September 28th, 2010

“Managers have pulled the plug on 14 small exchange-traded funds over the past month, but the $800 billion U.S. market is still on track to post another year of net expansion,Aaron Pressman Reports From Reuters.

The latest wave of closings is part of the typical “trial and error” process the ETF market relies on to uncover new hits, according to Roger Nusbaum, chief investment officer at Your Source Financial in Phoenix, Arizona. “The funds to be closed are all ‘me too’ funds without the benefit of a brokerage firm making them commission-free,” Nusbaum said. “This will not be the last group of funds to close down.”

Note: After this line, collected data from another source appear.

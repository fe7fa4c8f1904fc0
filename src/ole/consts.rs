/// Magic bytes that should be at the beginning of every OLE file
pub const MAGIC: &[u8; 8] = b"\xD0\xCF\x11\xE0\xA1\xB1\x1A\xE1";

/// Minimal size of an empty OLE file with 512-byte sectors (1536 bytes)
pub const MINIMAL_OLEFILE_SIZE: usize = 1536;

/// Size of the compound file header in bytes
pub const HEADER_SIZE: usize = 512;

/// Size of a directory entry in bytes
pub const DIRENTRY_SIZE: usize = 128;

/// Number of FAT sector locations stored in the header
pub const HEADER_DIFAT_ENTRIES: usize = 109;

/// Byte order mark of the header (always little-endian)
pub const BYTE_ORDER_LE: u16 = 0xFFFE;

// Special sector IDs (MS-CFB)
/// Maximum regular sector ID
pub const MAXREGSECT: u32 = 0xFFFFFFFA; // -6
/// Denotes a FAT sector in a FAT
pub const FATSECT: u32 = 0xFFFFFFFD; // -3
/// End of a virtual stream chain
pub const ENDOFCHAIN: u32 = 0xFFFFFFFE; // -2
/// Unallocated sector
pub const FREESECT: u32 = 0xFFFFFFFF; // -1

/// Unallocated directory entry
pub const NOSTREAM: u32 = 0xFFFFFFFF; // -1

// Directory entry object types
/// Element is a storage object
pub const STGTY_STORAGE: u8 = 1;
/// Element is a stream object
pub const STGTY_STREAM: u8 = 2;
/// Element is a root storage
pub const STGTY_ROOT: u8 = 5;
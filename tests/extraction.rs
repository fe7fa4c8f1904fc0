//! End-to-end extraction through the public API.

mod common;

use proptest::prelude::*;
use std::io::Write;
use textractor::{
    Error, ExtractOptions, Extractor, FormatTag, TextFallback, detect_format, extract_file,
    extract_text, extract_text_lossy, extract_text_with,
};

const OLE2_MAGIC: &[u8] = &[0xD0, 0xCF, 0x11, 0xE0, 0xA1, 0xB1, 0x1A, 0xE1];

#[test]
fn hello_world_is_returned_unchanged() {
    assert_eq!(extract_text(b"Hello, World!").unwrap(), "Hello, World!");
}

#[test]
fn empty_input_yields_empty_text() {
    assert_eq!(extract_text(b"").unwrap(), "");
}

#[test]
fn plain_text_keeps_every_byte() {
    let text = "  leading spaces\r\n\ttabs\u{a0}and non-ASCII: żółw 🐢\n\n";
    assert_eq!(extract_text(text.as_bytes()).unwrap(), text);
}

#[test]
fn utf16_text_with_bom() {
    let mut data = vec![0xFF, 0xFE];
    data.extend("héllo".encode_utf16().flat_map(u16::to_le_bytes));
    assert_eq!(extract_text(&data).unwrap(), "héllo");
}

#[test]
fn every_container_is_detected_from_content() {
    assert_eq!(detect_format(&common::docx(&["x"])), FormatTag::Docx);
    assert_eq!(detect_format(&common::xlsx(&[&["x"]])), FormatTag::Xlsx);
    assert_eq!(detect_format(&common::pptx(&["x"])), FormatTag::Pptx);
    assert_eq!(detect_format(&common::odt(&["x"])), FormatTag::Odt);
    assert_eq!(detect_format(&common::epub(&["x"])), FormatTag::Epub);
}

#[test]
fn docx_paragraphs() {
    let data = common::docx(&["Hello", "World &amp; friends"]);
    assert_eq!(extract_text(&data).unwrap(), "Hello\nWorld & friends");
}

#[test]
fn xlsx_rows_and_cells() {
    let data = common::xlsx(&[&["Name", "Qty"], &["apples", "3"]]);
    assert_eq!(extract_text(&data).unwrap(), "Name\tQty\napples\t3");
}

#[test]
fn pptx_slides_in_order() {
    let data = common::pptx(&["Intro", "Details"]);
    assert_eq!(extract_text(&data).unwrap(), "Intro\n\nDetails");
}

#[test]
fn odt_paragraphs() {
    let data = common::odt(&["First", "Second"]);
    assert_eq!(extract_text(&data).unwrap(), "First\nSecond");
}

#[test]
fn epub_chapters() {
    let data = common::epub(&["Chapter one.", "Chapter two."]);
    assert_eq!(extract_text(&data).unwrap(), "Chapter one.\n\nChapter two.");
}

#[test]
fn epub_html_entities() {
    let data = common::epub(&["caf&eacute; na&iuml;ve &mdash; &unknown;"]);
    assert_eq!(extract_text(&data).unwrap(), "caf\u{e9} na\u{ef}ve \u{2014} &unknown;");
}

#[test]
fn pdf_text() {
    let data = common::pdf("Hello PDF");
    assert_eq!(detect_format(&data), FormatTag::Pdf);
    assert_eq!(extract_text(&data).unwrap(), "Hello PDF");
}

#[test]
fn rtf_document() {
    let data = br"{\rtf1\ansi\ansicpg1252{\fonttbl{\f0 Arial;}}\f0 Caf\'e9 {\b bold}\par Next line\par}";
    assert_eq!(extract_text(data).unwrap(), "Caf\u{e9} bold\nNext line");
}

#[test]
fn truncated_documents_are_malformed() {
    let docx = common::docx(&["a long enough paragraph to be cut in half"]);
    let cases: Vec<(&str, Vec<u8>)> = vec![
        ("pdf", b"%PDF-1.7\n1 0 obj\n<< /Type /Catalog".to_vec()),
        ("rtf", br"{\rtf1\ansi Hello {\b world".to_vec()),
        ("zip", docx[..docx.len() / 2].to_vec()),
        ("ole2", [OLE2_MAGIC, &[0u8; 24]].concat()),
    ];

    for (name, data) in cases {
        let err = extract_text(&data).unwrap_err();
        assert!(err.is_malformed(), "{}: unexpected error {:?}", name, err);
    }
}

#[test]
fn generic_archive_is_unsupported() {
    let data = common::zip(&[("notes.txt", b"not an office document")]);
    assert!(matches!(
        extract_text(&data),
        Err(Error::UnsupportedFormat(FormatTag::ZipContainer))
    ));
}

#[test]
fn limits_are_enforced() {
    let options = ExtractOptions::new().with_max_input_size(4);
    assert!(matches!(
        extract_text_with(b"Hello, World!", &options),
        Err(Error::LimitExceeded { limit: 4, .. })
    ));

    let nested = format!(r"{{\rtf1 {}x{}}}", "{".repeat(20), "}".repeat(20));
    let options = ExtractOptions::new().with_max_nesting_depth(8);
    assert!(matches!(
        extract_text_with(nested.as_bytes(), &options),
        Err(Error::LimitExceeded { .. })
    ));
}

#[test]
fn strict_text_rejects_invalid_utf8() {
    let data = b"caf\xE9 au lait";
    assert_eq!(extract_text(data).unwrap(), "caf\u{fffd} au lait");

    let strict = Extractor::new(ExtractOptions::new().with_text_fallback(TextFallback::Reject));
    assert!(matches!(strict.extract(data), Err(Error::Encoding(_))));
}

#[test]
fn lossy_extraction_hides_errors() {
    assert_eq!(extract_text_lossy(br"{\rtf1 never closed"), "");
    assert_eq!(extract_text_lossy(b"Hello, World!"), "Hello, World!");
}

#[test]
fn file_extension_is_ignored() {
    let mut file = tempfile::Builder::new().suffix(".txt").tempfile().unwrap();
    file.write_all(&common::docx(&["From a file"])).unwrap();
    file.flush().unwrap();

    assert_eq!(extract_file(file.path()).unwrap(), "From a file");

    let missing = file.path().with_extension("missing");
    assert!(matches!(extract_file(missing), Err(Error::Io(_))));
}

#[test]
fn parallel_batch_matches_sequential_calls() {
    let inputs: Vec<Vec<u8>> = vec![
        b"plain".to_vec(),
        common::docx(&["docx"]),
        common::odt(&["odt"]),
        br"{\rtf1 broken".to_vec(),
        common::epub(&["epub"]),
    ];
    let extractor = Extractor::default();
    let batch = extractor.extract_batch(&inputs);

    assert_eq!(batch.len(), inputs.len());
    for (input, result) in inputs.iter().zip(&batch) {
        assert_eq!(format!("{:?}", result), format!("{:?}", extractor.extract(input)));
    }
    assert!(batch[3].as_ref().unwrap_err().is_malformed());
}

fn starts_with_signature(text: &str) -> bool {
    ["%PDF-", "{\\rtf", "\u{feff}"]
        .iter()
        .any(|sig| text.starts_with(sig))
}

proptest! {
    #![proptest_config(ProptestConfig::with_cases(256))]

    #[test]
    fn prop_plain_text_round_trips(text in any::<String>()) {
        prop_assume!(!starts_with_signature(&text));
        prop_assert_eq!(extract_text(text.as_bytes()).unwrap(), text);
    }

    #[test]
    fn prop_extraction_is_idempotent(data in proptest::collection::vec(any::<u8>(), 0..512)) {
        let first = format!("{:?}", extract_text(&data));
        let second = format!("{:?}", extract_text(&data));
        prop_assert_eq!(first, second);
    }

    #[test]
    fn prop_truncated_rtf_never_panics(cut in 0usize..64) {
        let data = br"{\rtf1\ansi{\fonttbl{\f0 Arial;}}\f0 Hello \'e9 world\par}";
        let cut = cut.min(data.len());
        let _ = extract_text(&data[..cut]);
    }
}
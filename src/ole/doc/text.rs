//! Conversion of Word's in-text control characters to plain text.

use crate::common::text_builder::TextBuilder;
use smallvec::SmallVec;

const CELL_MARK: char = '\u{07}';
const FIELD_BEGIN: char = '\u{13}';
const FIELD_SEPARATOR: char = '\u{14}';
const FIELD_END: char = '\u{15}';

/// Lay out raw document text.
///
/// Paragraph, line, page and section marks become line breaks, cell marks
/// become tabs (a second consecutive mark ends the row), non-breaking hyphens
/// become `-` and optional hyphens are dropped. Of a field only its result is
/// kept; the instruction text between the begin and separator marks is
/// discarded.
pub fn normalize(raw: &str) -> String {
    let mut out = TextBuilder::with_capacity(raw.len());
    // One entry per open field: whether its result part has started
    let mut fields: SmallVec<[bool; 4]> = SmallVec::new();
    let mut previous = '\0';

    for ch in raw.chars() {
        match ch {
            FIELD_BEGIN => fields.push(false),
            FIELD_SEPARATOR => {
                if let Some(in_result) = fields.last_mut() {
                    *in_result = true;
                }
            },
            FIELD_END => {
                fields.pop();
            },
            _ if fields.iter().any(|in_result| !in_result) => {},
            '\r' | '\u{0B}' | '\u{0C}' => out.end_paragraph(),
            CELL_MARK if previous == CELL_MARK => out.end_row(),
            CELL_MARK => out.end_cell(),
            '\u{1E}' => out.push('-'),
            // Optional hyphen, picture and drawn object anchors
            '\u{1F}' | '\u{01}' | '\u{08}' => {},
            other => out.push(other),
        }
        previous = ch;
    }

    out.finish()
}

Pressman continues to say, “For example, the Claymore/Beacon Global Exchanges, Brokers & Asset Managers Index ETF attracted less than $3 million as it competed against much larger rivals like the $83 million iShares Dow Jones U.S. Broker-Dealers Index Fund and the almost $50 million KBW Capital Markets ETF. The Claymore fund closed on September 10. Until 2008, the industry had never shuttered more than a handful of funds in a single year. But the financial crisis and the collapse of some major firms prompted managers to close 58 exchange-traded funds and notes in 2008 and 56 in 2009, according to the ETF-oriented website Indexuniverse.com. Even with a total of 37 ETFs closed so far in 2010, more than 150 new ETFs have been launched. ”

“The big boys are starting to go head-to-head competing on cost, which will make it even tougher for smaller firms to define a niche that will allow them to survive,” said Ron Rowland, chief investment officer at Capital Cities Asset Management in Austin, Texas.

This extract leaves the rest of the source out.